THE OTHER NUREMBERG: The Untold Story of the Tokyo War Crimes Trials by Arnold C. Brackman (Quill/William Morrow: $9.95) Arnold Brackman was 23 years old in 1946 when UPI sent him to Tokyo to report on the war crimes trial of the leaders of the Japanese government. The trial would last 2 1/2 years; 419 witnesses would testify, exposing grievous and hitherto unreported acts of barbarity and murder, of medical experiments and torture against the civilian populations of China, the Philippines and Vietnam, as well as Allied prisoners of war.
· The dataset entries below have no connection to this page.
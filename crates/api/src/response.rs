//! Response bodies shared by the task handlers.

use serde::Serialize;
use taskhub_core::types::JobId;

/// `202 Accepted` body for a newly submitted job.
#[derive(Debug, Serialize)]
pub struct TaskAccepted {
    pub task_id: JobId,
}

/// Body of `GET /`: the ids of the two demo SIMPLE jobs.
#[derive(Debug, Serialize)]
pub struct DemoSubmission {
    pub res_1: JobId,
    pub res_2: JobId,
}
//! SIMPLE job submission and status polling.

use axum::extract::rejection::JsonRejection;
use axum::extract::{Path, State};
use axum::http::StatusCode;
use axum::Json;
use serde::Deserialize;
use taskhub_core::error::CoreError;
use taskhub_core::job::JobPayload;
use taskhub_core::types::JobId;
use taskhub_jobs::JobStatusView;

use crate::error::AppResult;
use crate::response::{DemoSubmission, TaskAccepted};
use crate::state::AppState;

/// Body of `POST /tasks`.
///
/// UPSCALE jobs need an uploaded file and go through `POST /upscale`.
#[derive(Debug, Deserialize)]
#[serde(tag = "kind", content = "payload", rename_all = "SCREAMING_SNAKE_CASE")]
pub enum TaskRequest {
    Simple(i64),
}

impl From<TaskRequest> for JobPayload {
    fn from(request: TaskRequest) -> Self {
        match request {
            TaskRequest::Simple(value) => JobPayload::Simple(value),
        }
    }
}

/// GET /
///
/// Submits SIMPLE(1) and SIMPLE(2) and returns both ids without waiting.
pub async fn submit_demo(State(state): State<AppState>) -> AppResult<Json<DemoSubmission>> {
    let res_1 = state.dispatcher.submit(JobPayload::Simple(1)).await?;
    let res_2 = state.dispatcher.submit(JobPayload::Simple(2)).await?;
    Ok(Json(DemoSubmission { res_1, res_2 }))
}

/// POST /tasks
pub async fn submit_task(
    State(state): State<AppState>,
    body: Result<Json<TaskRequest>, JsonRejection>,
) -> AppResult<(StatusCode, Json<TaskAccepted>)> {
    let Json(request) = body?;
    let task_id = state.dispatcher.submit(request.into()).await?;
    Ok((StatusCode::ACCEPTED, Json(TaskAccepted { task_id })))
}

/// GET /tasks/{task_id} and GET /{task_id}
///
/// An id that is not a UUID cannot name a job, so it is reported the same
/// way as an unknown one.
pub async fn get_status(
    State(state): State<AppState>,
    Path(task_id): Path<String>,
) -> AppResult<Json<JobStatusView>> {
    let id: JobId = task_id
        .parse()
        .map_err(|_| CoreError::job_not_found(&task_id))?;
    let view = state.status.status(&id).await?;
    Ok(Json(view))
}
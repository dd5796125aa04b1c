use axum::extract::{Path, State};
use axum::http::header::CONTENT_TYPE;
use axum::response::IntoResponse;
use taskhub_core::artifact::{content_type_for, ArtifactRef, ArtifactStager};

use crate::error::AppResult;
use crate::state::AppState;

/// GET /processed/{file}
///
/// Serves an artifact by its exact generated file name. Names that do not
/// follow the artifact naming scheme are unknown artifacts.
pub async fn get_artifact(
    State(state): State<AppState>,
    Path(file): Path<String>,
) -> AppResult<impl IntoResponse> {
    let artifact: ArtifactRef = file.parse()?;
    let bytes = state.stager.load(&artifact).await?;
    Ok(([(CONTENT_TYPE, content_type_for(artifact.extension()))], bytes))
}
//! Worker pool: long-lived loops that drain the broker.
//!
//! Each loop takes one job at a time, records STARTED, runs the handler on
//! its own task and records the terminal outcome before acknowledging the
//! delivery. Handler errors and panics both end up as FAILURE records; the
//! loop itself only stops when cancelled.

use std::sync::Arc;
use std::time::Duration;

use taskhub_core::error::CoreError;
use taskhub_core::job::{Job, JobPayload, JobRecord};
use taskhub_jobs::Backend;
use tokio_util::sync::CancellationToken;
use tokio_util::task::TaskTracker;
use tracing::Instrument;

use crate::error::HandlerError;
use crate::handlers::JobRunner;

/// Default back-off after the broker reports itself unavailable.
pub const DEFAULT_RETRY_DELAY: Duration = Duration::from_secs(1);

/// A fixed number of worker loops sharing one backend and one runner.
pub struct WorkerPool {
    backend: Backend,
    runner: Arc<dyn JobRunner>,
    concurrency: usize,
    retry_delay: Duration,
}

/// Handle to running worker loops.
pub struct PoolHandle {
    tracker: TaskTracker,
    workers: usize,
}

impl PoolHandle {
    pub fn worker_count(&self) -> usize {
        self.workers
    }

    /// Wait until every loop has exited. Loops exit only after the
    /// cancellation token passed to [`WorkerPool::spawn`] fires.
    pub async fn join(self) {
        self.tracker.wait().await;
    }
}

impl WorkerPool {
    /// A single-worker pool with the default retry delay.
    pub fn new(backend: Backend, runner: Arc<dyn JobRunner>) -> Self {
        Self {
            backend,
            runner,
            concurrency: 1,
            retry_delay: DEFAULT_RETRY_DELAY,
        }
    }

    pub fn with_concurrency(mut self, concurrency: usize) -> Self {
        self.concurrency = concurrency.max(1);
        self
    }

    pub fn with_retry_delay(mut self, retry_delay: Duration) -> Self {
        self.retry_delay = retry_delay;
        self
    }

    /// Start the worker loops.
    pub fn spawn(self, cancel: CancellationToken) -> PoolHandle {
        let tracker = TaskTracker::new();
        let workers = self.concurrency;
        let shared = Arc::new(self);

        for worker in 0..workers {
            let shared = Arc::clone(&shared);
            let cancel = cancel.clone();
            tracker.spawn(async move { shared.run_worker(worker, cancel).await });
        }
        tracker.close();

        tracing::info!(workers, "Worker pool started");
        PoolHandle { tracker, workers }
    }

    async fn run_worker(&self, worker: usize, cancel: CancellationToken) {
        tracing::debug!(worker, "Worker loop started");

        loop {
            let delivery = tokio::select! {
                biased;
                _ = cancel.cancelled() => break,
                delivery = self.backend.broker.dequeue() => delivery,
            };

            match delivery {
                Ok(job) => {
                    let span = tracing::info_span!(
                        "job",
                        job_id = %job.id,
                        kind = %job.kind().as_str(),
                        worker,
                    );
                    self.process(job).instrument(span).await;
                }
                Err(e) => {
                    tracing::warn!(
                        worker,
                        error = %e,
                        retry_ms = self.retry_delay.as_millis() as u64,
                        "Broker unavailable, retrying",
                    );
                    tokio::select! {
                        _ = cancel.cancelled() => break,
                        _ = tokio::time::sleep(self.retry_delay) => {}
                    }
                }
            }
        }

        tracing::debug!(worker, "Worker loop stopped");
    }

    /// Run one delivered job through its lifecycle.
    ///
    /// Deliveries are acknowledged once the outcome is recorded, or when the
    /// record shows the job already finished (a redelivery). When the store
    /// cannot be written the delivery is left unacknowledged so a durable
    /// broker hands it out again.
    async fn process(&self, job: Job) {
        let store = &self.backend.store;

        let record = match store.get(&job.id).await {
            Ok(record) => record,
            Err(CoreError::NotFound { .. }) => {
                tracing::warn!("No record for delivered job, recreating");
                JobRecord::pending(job.id, job.kind())
            }
            Err(e) => {
                tracing::error!(error = %e, "Failed to read job record, leaving delivery unacknowledged");
                return;
            }
        };

        if record.is_terminal() {
            tracing::info!(status = %record.status, "Job already finished, skipping redelivery");
            self.ack(&job).await;
            return;
        }

        let started = record.started();
        match store.put(started.clone()).await {
            Ok(()) => tracing::info!("Job started"),
            Err(CoreError::InvalidTransition { from, .. }) => {
                tracing::info!(status = %from, "Job finished elsewhere, skipping redelivery");
                self.ack(&job).await;
                return;
            }
            Err(e) => {
                tracing::error!(error = %e, "Failed to mark job started, leaving delivery unacknowledged");
                return;
            }
        }

        let finished = match self.execute(job.payload.clone()).await {
            Ok(result) => started.succeeded(result),
            Err(e) => {
                tracing::warn!(error = %e, "Job failed");
                started.failed(e.to_string())
            }
        };
        let status = finished.status;

        match store.put(finished).await {
            Ok(()) => tracing::info!(%status, "Job finished"),
            Err(CoreError::InvalidTransition { from, .. }) => {
                tracing::warn!(status = %from, "Another delivery finished the job first");
            }
            Err(e) => {
                tracing::error!(error = %e, "Failed to record job outcome, leaving delivery unacknowledged");
                return;
            }
        }

        self.ack(&job).await;
    }

    /// Run the handler on a separate task so a panic is contained to the job.
    async fn execute(&self, payload: JobPayload) -> Result<serde_json::Value, HandlerError> {
        let runner = Arc::clone(&self.runner);
        tokio::spawn(async move { runner.run(payload).await }).await?
    }

    async fn ack(&self, job: &Job) {
        if let Err(e) = self.backend.broker.ack(&job.id).await {
            tracing::error!(error = %e, "Failed to acknowledge job");
        }
    }
}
“The Other Nuremberg” is the exhaustive record of that trial, a portrait of the prosecutors, judges, defense attorneys, witnesses and defendants.

Writing in these pages, David Williams said that “The Other Nuremberg” is “a remarkable work” but suffers from a “moral naivete and my-country-right-or-wrong prejudice. . . . The Japanese wartime leaders frequently come across as paper cutouts with black hats.”

OUR AMERICA: Writings on Latin America and the Struggle for Cuban Independence

by Jose Marti translated by Elinor Randall; edited by Philip S. Foner (Monthly Review Press: $7.50) Jose Marti, the Cuban poet and patriot, is perhaps best known for the song based on his verse, “Guantanamera,” and for his critical role in the Cuban War for Independence, launched in 1895 to eliminate Spanish dominion.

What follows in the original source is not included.